WORK TO BE COMPLETED: Transcribe only the lines between the first line of the records and the line containing "let record = result?;", inclusive, exactly as written.
INFORMATION SHOWN Block Start
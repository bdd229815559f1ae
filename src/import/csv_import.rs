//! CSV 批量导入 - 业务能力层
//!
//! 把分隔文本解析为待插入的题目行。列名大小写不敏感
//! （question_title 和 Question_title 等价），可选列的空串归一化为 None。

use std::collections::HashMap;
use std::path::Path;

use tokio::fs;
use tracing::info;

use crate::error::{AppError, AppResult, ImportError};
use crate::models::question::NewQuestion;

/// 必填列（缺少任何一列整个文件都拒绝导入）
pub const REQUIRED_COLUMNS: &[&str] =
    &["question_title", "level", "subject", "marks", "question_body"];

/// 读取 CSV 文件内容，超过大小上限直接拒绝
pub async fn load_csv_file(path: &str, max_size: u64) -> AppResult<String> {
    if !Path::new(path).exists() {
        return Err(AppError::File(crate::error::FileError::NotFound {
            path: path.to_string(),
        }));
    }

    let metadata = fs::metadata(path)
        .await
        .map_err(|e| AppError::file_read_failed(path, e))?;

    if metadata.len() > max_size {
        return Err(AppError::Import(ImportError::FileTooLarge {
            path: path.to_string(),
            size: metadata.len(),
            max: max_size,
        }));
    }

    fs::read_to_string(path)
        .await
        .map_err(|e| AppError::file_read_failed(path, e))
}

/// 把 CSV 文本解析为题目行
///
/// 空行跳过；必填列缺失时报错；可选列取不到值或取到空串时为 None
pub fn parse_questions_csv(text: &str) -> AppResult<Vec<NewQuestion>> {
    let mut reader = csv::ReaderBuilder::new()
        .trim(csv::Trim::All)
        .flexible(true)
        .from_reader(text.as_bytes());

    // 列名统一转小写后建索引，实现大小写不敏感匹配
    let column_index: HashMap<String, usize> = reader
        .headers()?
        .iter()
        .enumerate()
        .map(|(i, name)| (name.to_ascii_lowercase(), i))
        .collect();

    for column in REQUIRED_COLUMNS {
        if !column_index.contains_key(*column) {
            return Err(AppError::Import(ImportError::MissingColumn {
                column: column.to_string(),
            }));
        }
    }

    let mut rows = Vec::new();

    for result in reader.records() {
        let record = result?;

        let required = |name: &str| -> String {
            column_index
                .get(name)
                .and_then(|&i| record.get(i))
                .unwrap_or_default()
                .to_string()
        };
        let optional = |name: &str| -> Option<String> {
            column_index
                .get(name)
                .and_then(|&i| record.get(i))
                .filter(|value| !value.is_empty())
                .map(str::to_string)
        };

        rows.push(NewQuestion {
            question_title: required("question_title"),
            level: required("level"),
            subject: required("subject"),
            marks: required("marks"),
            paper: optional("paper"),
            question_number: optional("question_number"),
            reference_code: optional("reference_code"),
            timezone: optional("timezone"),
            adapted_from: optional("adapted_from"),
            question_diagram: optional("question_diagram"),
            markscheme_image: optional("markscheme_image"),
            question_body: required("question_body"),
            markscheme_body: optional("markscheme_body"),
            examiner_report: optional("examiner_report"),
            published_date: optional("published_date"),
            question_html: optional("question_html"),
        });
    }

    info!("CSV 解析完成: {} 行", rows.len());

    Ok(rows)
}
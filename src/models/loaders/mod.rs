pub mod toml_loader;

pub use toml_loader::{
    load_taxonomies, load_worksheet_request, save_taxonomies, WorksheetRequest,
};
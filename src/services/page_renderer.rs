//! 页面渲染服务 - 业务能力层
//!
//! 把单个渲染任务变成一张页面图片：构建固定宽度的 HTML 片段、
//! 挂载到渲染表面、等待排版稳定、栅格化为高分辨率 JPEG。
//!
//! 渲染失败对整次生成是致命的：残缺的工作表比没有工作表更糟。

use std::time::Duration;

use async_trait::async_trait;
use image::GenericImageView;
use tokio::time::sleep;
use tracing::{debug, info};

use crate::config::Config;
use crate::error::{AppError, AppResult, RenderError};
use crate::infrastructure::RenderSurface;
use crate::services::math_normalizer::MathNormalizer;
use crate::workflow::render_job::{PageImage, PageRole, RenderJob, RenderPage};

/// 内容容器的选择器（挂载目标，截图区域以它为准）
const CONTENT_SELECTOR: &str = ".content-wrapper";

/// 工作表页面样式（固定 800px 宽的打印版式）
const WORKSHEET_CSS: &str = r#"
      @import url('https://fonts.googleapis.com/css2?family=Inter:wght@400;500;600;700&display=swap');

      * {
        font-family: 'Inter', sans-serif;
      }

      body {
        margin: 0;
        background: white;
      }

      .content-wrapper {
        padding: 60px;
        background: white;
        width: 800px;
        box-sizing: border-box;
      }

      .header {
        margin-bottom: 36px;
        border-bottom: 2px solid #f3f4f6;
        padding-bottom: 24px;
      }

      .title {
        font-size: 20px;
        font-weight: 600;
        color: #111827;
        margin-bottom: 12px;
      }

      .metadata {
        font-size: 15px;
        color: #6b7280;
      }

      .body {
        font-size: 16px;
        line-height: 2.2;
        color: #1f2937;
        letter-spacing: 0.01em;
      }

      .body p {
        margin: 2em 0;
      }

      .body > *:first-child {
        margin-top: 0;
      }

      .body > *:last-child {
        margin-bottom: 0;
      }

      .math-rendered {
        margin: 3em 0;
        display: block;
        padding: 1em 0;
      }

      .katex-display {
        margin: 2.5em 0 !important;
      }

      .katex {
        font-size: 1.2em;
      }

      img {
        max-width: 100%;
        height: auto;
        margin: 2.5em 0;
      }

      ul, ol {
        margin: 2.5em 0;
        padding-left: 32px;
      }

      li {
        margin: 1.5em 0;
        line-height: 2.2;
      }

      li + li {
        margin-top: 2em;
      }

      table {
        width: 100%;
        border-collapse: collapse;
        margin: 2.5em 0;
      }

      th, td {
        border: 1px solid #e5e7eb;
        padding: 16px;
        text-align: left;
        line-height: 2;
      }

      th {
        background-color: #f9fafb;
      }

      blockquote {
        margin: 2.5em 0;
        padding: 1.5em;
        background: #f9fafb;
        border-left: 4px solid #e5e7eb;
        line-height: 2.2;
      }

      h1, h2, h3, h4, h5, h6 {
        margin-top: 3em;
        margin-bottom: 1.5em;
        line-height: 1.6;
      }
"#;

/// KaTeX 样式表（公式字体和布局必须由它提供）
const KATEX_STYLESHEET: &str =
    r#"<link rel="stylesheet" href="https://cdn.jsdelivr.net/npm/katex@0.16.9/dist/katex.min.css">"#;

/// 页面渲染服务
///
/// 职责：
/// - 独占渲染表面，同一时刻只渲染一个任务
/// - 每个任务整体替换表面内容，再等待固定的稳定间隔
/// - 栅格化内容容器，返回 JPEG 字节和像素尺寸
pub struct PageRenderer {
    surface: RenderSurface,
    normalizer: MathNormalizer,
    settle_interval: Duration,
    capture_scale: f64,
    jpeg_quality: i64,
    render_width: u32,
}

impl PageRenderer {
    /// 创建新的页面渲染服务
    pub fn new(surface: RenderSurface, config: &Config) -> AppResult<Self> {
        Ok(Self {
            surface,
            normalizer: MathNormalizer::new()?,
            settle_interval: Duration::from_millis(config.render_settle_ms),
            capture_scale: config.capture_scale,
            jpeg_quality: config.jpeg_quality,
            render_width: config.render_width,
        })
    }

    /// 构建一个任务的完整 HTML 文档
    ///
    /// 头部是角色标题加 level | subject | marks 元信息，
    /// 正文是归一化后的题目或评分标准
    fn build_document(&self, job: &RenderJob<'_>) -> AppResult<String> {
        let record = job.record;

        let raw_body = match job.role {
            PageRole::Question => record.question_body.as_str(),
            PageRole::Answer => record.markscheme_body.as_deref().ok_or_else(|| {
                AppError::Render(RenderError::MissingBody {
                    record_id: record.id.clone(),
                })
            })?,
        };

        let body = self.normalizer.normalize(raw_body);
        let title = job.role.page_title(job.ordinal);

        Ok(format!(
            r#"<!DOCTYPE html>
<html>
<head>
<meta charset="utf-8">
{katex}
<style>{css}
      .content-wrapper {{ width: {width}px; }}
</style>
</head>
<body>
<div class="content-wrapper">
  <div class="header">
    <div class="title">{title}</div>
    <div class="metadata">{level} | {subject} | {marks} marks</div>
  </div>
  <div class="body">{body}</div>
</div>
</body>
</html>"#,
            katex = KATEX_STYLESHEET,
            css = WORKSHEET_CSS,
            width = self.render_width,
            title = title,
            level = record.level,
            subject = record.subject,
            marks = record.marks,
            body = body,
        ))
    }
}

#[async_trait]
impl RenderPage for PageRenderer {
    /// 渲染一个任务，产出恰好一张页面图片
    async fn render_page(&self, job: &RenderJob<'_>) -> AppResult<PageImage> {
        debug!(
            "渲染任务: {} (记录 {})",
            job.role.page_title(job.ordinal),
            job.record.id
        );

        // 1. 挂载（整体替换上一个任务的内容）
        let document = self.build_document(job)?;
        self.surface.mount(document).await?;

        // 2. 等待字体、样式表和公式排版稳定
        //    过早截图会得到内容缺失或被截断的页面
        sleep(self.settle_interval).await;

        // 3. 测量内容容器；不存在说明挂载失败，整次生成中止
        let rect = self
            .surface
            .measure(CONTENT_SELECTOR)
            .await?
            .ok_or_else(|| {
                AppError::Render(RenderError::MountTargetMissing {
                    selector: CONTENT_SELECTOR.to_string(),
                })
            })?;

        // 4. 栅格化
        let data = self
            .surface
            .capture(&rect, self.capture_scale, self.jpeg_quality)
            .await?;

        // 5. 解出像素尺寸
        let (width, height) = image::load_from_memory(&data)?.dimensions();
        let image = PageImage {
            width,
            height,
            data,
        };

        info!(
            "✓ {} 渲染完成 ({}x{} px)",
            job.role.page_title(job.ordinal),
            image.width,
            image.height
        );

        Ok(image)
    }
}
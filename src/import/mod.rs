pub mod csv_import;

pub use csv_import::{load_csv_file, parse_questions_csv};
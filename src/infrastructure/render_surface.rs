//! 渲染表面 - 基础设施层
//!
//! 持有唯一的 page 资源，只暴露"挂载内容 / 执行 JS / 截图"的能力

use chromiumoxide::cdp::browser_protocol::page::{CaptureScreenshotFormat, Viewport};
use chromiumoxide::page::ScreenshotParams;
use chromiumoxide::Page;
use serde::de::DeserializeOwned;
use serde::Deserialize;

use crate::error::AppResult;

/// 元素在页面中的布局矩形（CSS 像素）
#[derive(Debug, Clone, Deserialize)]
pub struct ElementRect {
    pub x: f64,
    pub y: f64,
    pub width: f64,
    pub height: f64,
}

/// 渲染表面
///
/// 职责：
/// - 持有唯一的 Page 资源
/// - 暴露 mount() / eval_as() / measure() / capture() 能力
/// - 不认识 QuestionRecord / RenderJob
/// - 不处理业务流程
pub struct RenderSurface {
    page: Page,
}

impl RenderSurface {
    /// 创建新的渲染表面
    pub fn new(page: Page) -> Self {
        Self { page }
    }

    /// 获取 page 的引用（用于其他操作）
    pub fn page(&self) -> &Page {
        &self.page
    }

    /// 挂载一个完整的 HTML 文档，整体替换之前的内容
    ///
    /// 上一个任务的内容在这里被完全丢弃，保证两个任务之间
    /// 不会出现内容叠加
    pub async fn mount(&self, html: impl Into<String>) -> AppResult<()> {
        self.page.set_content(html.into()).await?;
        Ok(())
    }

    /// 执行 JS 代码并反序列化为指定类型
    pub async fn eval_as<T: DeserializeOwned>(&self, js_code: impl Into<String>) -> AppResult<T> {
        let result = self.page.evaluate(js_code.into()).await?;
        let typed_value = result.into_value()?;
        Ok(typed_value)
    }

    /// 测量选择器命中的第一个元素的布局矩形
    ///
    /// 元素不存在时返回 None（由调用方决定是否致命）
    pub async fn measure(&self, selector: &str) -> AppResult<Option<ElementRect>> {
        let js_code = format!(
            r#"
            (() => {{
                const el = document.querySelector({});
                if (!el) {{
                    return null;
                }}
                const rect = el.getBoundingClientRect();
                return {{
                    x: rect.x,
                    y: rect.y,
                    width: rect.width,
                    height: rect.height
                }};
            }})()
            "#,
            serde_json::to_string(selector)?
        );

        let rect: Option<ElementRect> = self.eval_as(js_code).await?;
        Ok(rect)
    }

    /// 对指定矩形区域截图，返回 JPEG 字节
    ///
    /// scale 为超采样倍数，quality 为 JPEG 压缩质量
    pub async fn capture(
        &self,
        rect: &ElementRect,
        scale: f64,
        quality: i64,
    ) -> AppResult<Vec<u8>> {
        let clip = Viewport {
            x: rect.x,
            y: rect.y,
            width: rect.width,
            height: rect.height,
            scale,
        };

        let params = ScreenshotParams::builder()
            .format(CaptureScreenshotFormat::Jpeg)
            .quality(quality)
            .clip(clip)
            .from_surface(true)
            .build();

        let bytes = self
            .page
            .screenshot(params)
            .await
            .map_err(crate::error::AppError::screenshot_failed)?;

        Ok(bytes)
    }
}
INFORMATION SHOWN Block End
RESPONSE TO THIS TASK:
repository bdd229815559f1ae
filename src/import/csv_import.rs
//! CSV 批量导入 - 业务能力层
//!
//! 把分隔文本解析为待插入的题目行。列名大小写不敏感
//! （question_title 和 Question_title 等价），可选列的空串归一化为 None。

use std::collections::HashMap;
use std::path::Path;

use tokio::fs;
use tracing::info;

use crate::error::{AppError, AppResult, ImportError};
use crate::models::question::NewQuestion;

/// 必填列（缺少任何一列整个文件都拒绝导入）
pub const REQUIRED_COLUMNS: &[&str] =
    &["question_title", "level", "subject", "marks", "question_body"];

/// 读取 CSV 文件内容，超过大小上限直接拒绝
pub async fn load_csv_file(path: &str, max_size: u64) -> AppResult<String> {
    if !Path::new(path).exists() {
        return Err(AppError::File(crate::error::FileError::NotFound {
            path: path.to_string(),
        }));
    }

    let metadata = fs::metadata(path)
        .await
        .map_err(|e| AppError::file_read_failed(path, e))?;

    if metadata.len() > max_size {
        return Err(AppError::Import(ImportError::FileTooLarge {
            path: path.to_string(),
            size: metadata.len(),
            max: max_size,
        }));
    }

    fs::read_to_string(path)
        .await
        .map_err(|e| AppError::file_read_failed(path, e))
}

/// 把 CSV 文本解析为题目行
///
/// 空行跳过；必填列缺失时报错；可选列取不到值或取到空串时为 None
pub fn parse_questions_csv(text: &str) -> AppResult<Vec<NewQuestion>> {
    let mut reader = csv::ReaderBuilder::new()
        .trim(csv::Trim::All)
        .flexible(true)
        .from_reader(text.as_bytes());

    // 列名统一转小写后建索引，实现大小写不敏感匹配
    let column_index: HashMap<String, usize> = reader
        .headers()?
        .iter()
        .enumerate()
        .map(|(i, name)| (name.to_ascii_lowercase(), i))
        .collect();

    for column in REQUIRED_COLUMNS {
        if !column_index.contains_key(*column) {
            return Err(AppError::Import(ImportError::MissingColumn {
                column: column.to_string(),
            }));
        }
    }

    let mut rows = Vec::new();

    for result in reader.records() {
        let record = result?;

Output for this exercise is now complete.